Upper gastrointestinal endoscopy has been performed in approximately 45% of the reported cases of patients with evidence of air in the gastric wall6. More than half of all cases of emphysematous gastritis that have undergone endoscopy show necrosis of the stomach wall6,10. In addition, areas of erythema and edema with friable mucosa or ulcerated areas with fibrinopurulent exudate have been described12. No findings of necrosis or purulent exudate have been reported in gastric emphysema, but it is common to find erythema and edema with no other alterations. In emphysematous gastritis, histopathology reports show mucosal thickening with leukocyte infiltration and vascular thrombosis13, and sometimes the microorganism causing the condition12.

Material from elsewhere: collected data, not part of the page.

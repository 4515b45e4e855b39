use crate::game_state::board_location::BoardLocation;
use crate::game_state::board_state::BoardState;
use crate::game_state::chess_move::ChessMove;
use crate::game_state::chess_rules::BISHOP_DIRECTIONS;
use crate::game_state::chess_types::Color;
use crate::move_generation::legal_move_shared::walk_rays;

pub fn generate_bishop_moves(
    board: &BoardState,
    from: BoardLocation,
    color: Color,
    out: &mut Vec<ChessMove>,
) {
    walk_rays(board, from, &BISHOP_DIRECTIONS, color.opposite(), out);
}
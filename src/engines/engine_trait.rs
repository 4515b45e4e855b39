//! Engine abstraction layer used by the game session and the match harness.
//!
//! Defines common input parameters and output payloads so different engine
//! configurations can be swapped behind a single trait.

use crate::errors::ChessResult;
use crate::game_state::board_state::BoardState;
use crate::game_state::chess_move::ChessMove;
use crate::game_state::chess_types::Color;

#[derive(Debug, Clone, Default)]
pub struct GoParams {
    /// Overrides the engine's configured depth for this call.
    pub depth: Option<u8>,
}

#[derive(Debug, Clone, Default)]
pub struct EngineOutput {
    pub best_move: Option<ChessMove>,
    pub score: Option<i32>,
    /// Size of the tied-best set the move was drawn from.
    pub tied_moves: usize,
    pub nodes: u64,
}

pub trait Engine: Send {
    fn name(&self) -> &str;

    fn new_game(&mut self) {}

    /// Picks a move for `color`. The board is searched in place and is
    /// identical to its input state when this returns.
    fn choose_move(
        &mut self,
        board: &mut BoardState,
        color: Color,
        params: &GoParams,
    ) -> ChessResult<EngineOutput>;
}
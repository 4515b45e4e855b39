use crate::game_state::board_location::BoardLocation;
use crate::game_state::board_state::BoardState;
use crate::game_state::chess_move::ChessMove;
use crate::game_state::chess_rules::KNIGHT_OFFSETS;
use crate::game_state::chess_types::Color;
use crate::move_generation::legal_move_shared::push_step;

pub fn generate_knight_moves(
    board: &BoardState,
    from: BoardLocation,
    color: Color,
    out: &mut Vec<ChessMove>,
) {
    for (d_row, d_col) in KNIGHT_OFFSETS {
        push_step(board, from, d_row, d_col, color.opposite(), out);
    }
}

#[cfg(test)]
mod tests {
    use super::*;
    use crate::game_state::chess_types::{Piece, PieceKind};

    #[test]
    fn black_knight_from_start_has_two_moves() {
        let board = BoardState::new_game(Color::White);
        let mut out = Vec::new();
        generate_knight_moves(&board, BoardLocation::new(0, 1), Color::Black, &mut out);
        let mut dest: Vec<_> = out.iter().map(|m| m.to).collect();
        dest.sort();
        assert_eq!(dest, vec![BoardLocation::new(2, 0), BoardLocation::new(2, 2)]);
        assert!(out.iter().all(|m| m.captured.is_none()));
    }

    #[test]
    fn centred_knight_reaches_eight_cells_and_captures() {
        let mut board = BoardState::new_empty(Color::White);
        let from = BoardLocation::new(4, 4);
        board.place_piece(from, Some(Piece::white(PieceKind::Knight)));
        board.place_piece(BoardLocation::new(2, 3), Some(Piece::black(PieceKind::Queen)));
        board.place_piece(BoardLocation::new(2, 5), Some(Piece::white(PieceKind::Pawn)));

        let mut out = Vec::new();
        generate_knight_moves(&board, from, Color::White, &mut out);
        assert_eq!(out.len(), 7);
        let capture = out.iter().find(|m| m.to == BoardLocation::new(2, 3)).unwrap();
        assert_eq!(capture.captured, Some(Piece::black(PieceKind::Queen)));
    }
}
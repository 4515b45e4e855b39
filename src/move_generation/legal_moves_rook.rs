use crate::game_state::board_location::BoardLocation;
use crate::game_state::board_state::BoardState;
use crate::game_state::chess_move::ChessMove;
use crate::game_state::chess_rules::ROOK_DIRECTIONS;
use crate::game_state::chess_types::Color;
use crate::move_generation::legal_move_shared::walk_rays;

pub fn generate_rook_moves(
    board: &BoardState,
    from: BoardLocation,
    color: Color,
    out: &mut Vec<ChessMove>,
) {
    walk_rays(board, from, &ROOK_DIRECTIONS, color.opposite(), out);
}
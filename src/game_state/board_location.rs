use std::fmt;
use std::str::FromStr;

use crate::errors::ChessError;

pub const BOARD_SIZE: u8 = 8;

const FILES: [char; 8] = ['a', 'b', 'c', 'd', 'e', 'f', 'g', 'h'];

/// A cell coordinate. Row 0 is Black's back rank, row 7 is White's.
#[derive(Debug, Clone, Copy, PartialEq, Eq, Hash, PartialOrd, Ord)]
pub struct BoardLocation {
    pub row: u8,
    pub col: u8,
}

impl BoardLocation {
    /// Builds a location the caller already knows is on the board.
    #[inline]
    pub const fn new(row: u8, col: u8) -> Self {
        debug_assert!(row < BOARD_SIZE && col < BOARD_SIZE);
        Self { row, col }
    }

    #[inline]
    pub fn try_new(row: i16, col: i16) -> Option<Self> {
        let size = i16::from(BOARD_SIZE);
        if (0..size).contains(&row) && (0..size).contains(&col) {
            Some(Self {
                row: row as u8,
                col: col as u8,
            })
        } else {
            None
        }
    }

    /// Shifts the location by `(d_row, d_col)`, or `None` when the target is
    /// off the board.
    #[inline]
    pub fn offset(self, d_row: i8, d_col: i8) -> Option<Self> {
        Self::try_new(
            i16::from(self.row) + i16::from(d_row),
            i16::from(self.col) + i16::from(d_col),
        )
    }

    /// Row-major iteration over all 64 cells.
    pub fn all() -> impl Iterator<Item = BoardLocation> {
        (0..BOARD_SIZE).flat_map(|row| (0..BOARD_SIZE).map(move |col| BoardLocation::new(row, col)))
    }

    /// Parses squares such as `e2`. Column `a` is col 0, rank `8` is row 0.
    pub fn from_algebraic(text: &str) -> Result<Self, ChessError> {
        let mut chars = text.trim().chars();
        let (Some(file), Some(rank), None) = (chars.next(), chars.next(), chars.next()) else {
            return Err(ChessError::InvalidSquare(text.to_owned()));
        };
        let col = FILES
            .iter()
            .position(|f| *f == file.to_ascii_lowercase())
            .ok_or_else(|| ChessError::InvalidSquare(text.to_owned()))?;
        let rank = rank
            .to_digit(10)
            .filter(|r| (1..=8).contains(r))
            .ok_or_else(|| ChessError::InvalidSquare(text.to_owned()))?;
        Ok(Self::new((8 - rank) as u8, col as u8))
    }

    pub fn to_algebraic(self) -> String {
        format!("{}{}", FILES[self.col as usize], 8 - self.row)
    }
}

impl fmt::Display for BoardLocation {
    fn fmt(&self, f: &mut fmt::Formatter<'_>) -> fmt::Result {
        write!(f, "{}", self.to_algebraic())
    }
}

impl FromStr for BoardLocation {
    type Err = ChessError;

    fn from_str(s: &str) -> Result<Self, Self::Err> {
        Self::from_algebraic(s)
    }
}
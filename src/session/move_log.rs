//! Running record of a game in move notation, with save-to-file support.

use std::fs::{self, OpenOptions};
use std::io::{ErrorKind, Write};
use std::path::{Path, PathBuf};

use chrono::Local;
use tracing::info;

use crate::errors::ChessResult;
use crate::game_state::chess_move::ChessMove;

#[derive(Debug, Clone, Default, PartialEq, Eq)]
pub struct MoveLog {
    entries: Vec<String>,
}

impl MoveLog {
    pub fn new() -> Self {
        Self::default()
    }

    pub fn push(&mut self, mv: &ChessMove) {
        self.entries.push(mv.to_string());
    }

    /// Drops the last `plies` entries (fewer if the log is shorter).
    pub fn pop_plies(&mut self, plies: usize) {
        let keep = self.entries.len().saturating_sub(plies);
        self.entries.truncate(keep);
    }

    /// Drops the last human/computer pair.
    pub fn pop_turn(&mut self) {
        self.pop_plies(2);
    }

    pub fn clear(&mut self) {
        self.entries.clear();
    }

    pub fn entries(&self) -> &[String] {
        &self.entries
    }

    pub fn len(&self) -> usize {
        self.entries.len()
    }

    pub fn is_empty(&self) -> bool {
        self.entries.is_empty()
    }

    /// One line per full move: `1. Pe4 Pd5`. White always opens a line.
    pub fn render(&self) -> String {
        let mut out = String::new();
        for (i, pair) in self.entries.chunks(2).enumerate() {
            out.push_str(&format!("{}. {}", i + 1, pair[0]));
            if let Some(black) = pair.get(1) {
                out.push(' ');
                out.push_str(black);
            }
            out.push('\n');
        }
        out
    }

    /// Writes the log under `dir` as `walnut_game_<timestamp>.log` and returns
    /// the written path. Existing files are never overwritten: a clashing
    /// name gets a `_<n>` suffix.
    pub fn save_to(&self, dir: &Path, result: &str) -> ChessResult<PathBuf> {
        let now = Local::now();
        fs::create_dir_all(dir)?;
        let stem = format!("walnut_game_{}", now.format("%Y%m%d_%H%M%S_%3f"));

        let contents = format!(
            "Walnut Chess game log\nDate: {}\nResult: {}\nPlies: {}\n\n",
            now.format("%Y-%m-%d %H:%M:%S"),
            result,
            self.entries.len()
        );
        let contents = contents + &self.render();

        let mut suffix = 0u32;
        let (path, mut file) = loop {
            let name = match suffix {
                0 => format!("{stem}.log"),
                n => format!("{stem}_{n}.log"),
            };
            let path = dir.join(name);
            match OpenOptions::new().write(true).create_new(true).open(&path) {
                Ok(file) => break (path, file),
                Err(err) if err.kind() == ErrorKind::AlreadyExists => suffix += 1,
                Err(err) => return Err(err.into()),
            }
        };
        file.write_all(contents.as_bytes())?;

        info!(path = %path.display(), plies = self.entries.len(), "move log saved");
        Ok(path)
    }
}

#[cfg(test)]
mod tests {
    use super::*;
    use crate::game_state::board_location::BoardLocation;
    use crate::game_state::chess_types::{Piece, PieceKind};

    fn pawn_move(from: (u8, u8), to: (u8, u8), white: bool) -> ChessMove {
        let piece = if white {
            Piece::white(PieceKind::Pawn)
        } else {
            Piece::black(PieceKind::Pawn)
        };
        ChessMove::new(
            BoardLocation::new(from.0, from.1),
            BoardLocation::new(to.0, to.1),
            piece,
            None,
        )
    }

    fn three_ply_log() -> MoveLog {
        let mut log = MoveLog::new();
        log.push(&pawn_move((6, 4), (4, 4), true));
        log.push(&pawn_move((1, 3), (3, 3), false));
        log.push(&pawn_move((6, 3), (4, 3), true));
        log
    }

    #[test]
    fn render_pairs_moves_by_number() {
        assert_eq!(three_ply_log().render(), "1. Pe4 Pd5\n2. Pd4\n");
        assert_eq!(MoveLog::new().render(), "");
    }

    #[test]
    fn pop_turn_removes_two_entries() {
        let mut log = three_ply_log();
        log.pop_turn();
        assert_eq!(log.entries(), ["Pe4"]);
        log.pop_turn();
        assert!(log.is_empty());
    }

    #[test]
    fn save_writes_header_and_moves() {
        let dir = std::env::temp_dir().join(format!("walnut_log_test_{}", std::process::id()));
        let path = three_ply_log().save_to(&dir, "in progress").unwrap();

        let name = path.file_name().unwrap().to_string_lossy().into_owned();
        assert!(name.starts_with("walnut_game_") && name.ends_with(".log"));

        let text = fs::read_to_string(&path).unwrap();
        assert!(text.starts_with("Walnut Chess game log\nDate: "));
        assert!(text.contains("Result: in progress\n"));
        assert!(text.ends_with("1. Pe4 Pd5\n2. Pd4\n"));

        fs::remove_dir_all(&dir).unwrap();
    }

    #[test]
    fn back_to_back_saves_keep_both_files() {
        let dir = std::env::temp_dir().join(format!("walnut_log_twice_{}", std::process::id()));
        let _ = fs::remove_dir_all(&dir);
        let log = three_ply_log();
        let first = log.save_to(&dir, "in progress").unwrap();
        let second = log.save_to(&dir, "White wins").unwrap();

        assert_ne!(first, second);
        assert!(fs::read_to_string(&first).unwrap().contains("Result: in progress\n"));
        assert!(fs::read_to_string(&second).unwrap().contains("Result: White wins\n"));
        assert_eq!(fs::read_dir(&dir).unwrap().count(), 2);

        fs::remove_dir_all(&dir).unwrap();
    }
}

Regarding the treatment of emphysematous gastritis, the reviews have shown that immediate surgery does not seem to be the best choice as the first line of treatment, and it should be considered in patients with perforation and ischemia14,15. Some case reports have shown the effectiveness of broad-spectrum antibiotic therapy associated with supportive therapies such as fluid resuscitation7,8. According to the studies, surgery does not confer additional benefits and does not guarantee better survival outcomes8. When caused by multiple types of microorganisms, emphysematous gastritis should be treated with broad-spectrum antibiotic therapy, if possible conjugated, and should consider the prevalence of the main microorganisms described in the different case reports8,15,16. Surgery is reserved for cases in which the patient presents with signs of peritoneal irritation, hemodynamic instability, septic shock, or other findings suggestive of gastric perforation and subsequent peritonitis13.
For cases in which differentiation between gastric emphysema and emphysematous gastritis is not achieved, Matsushima et al. proposed an approach algorithm for patients with clinical findings and radiological findings of air in the gastric wall6. When approaching a patient with abdominal pain and intramural gas findings, Matsushima et al. proposed the initiation of fluid therapy, broad-spectrum antibiotics, nasogastric tube decompression and oral route restriction6. If diagnostic doubts persist, endoscopy of the upper digestive tract is suggested6. If ischemia or necrosis of the stomach wall are visualized, laparotomy is most convenient6.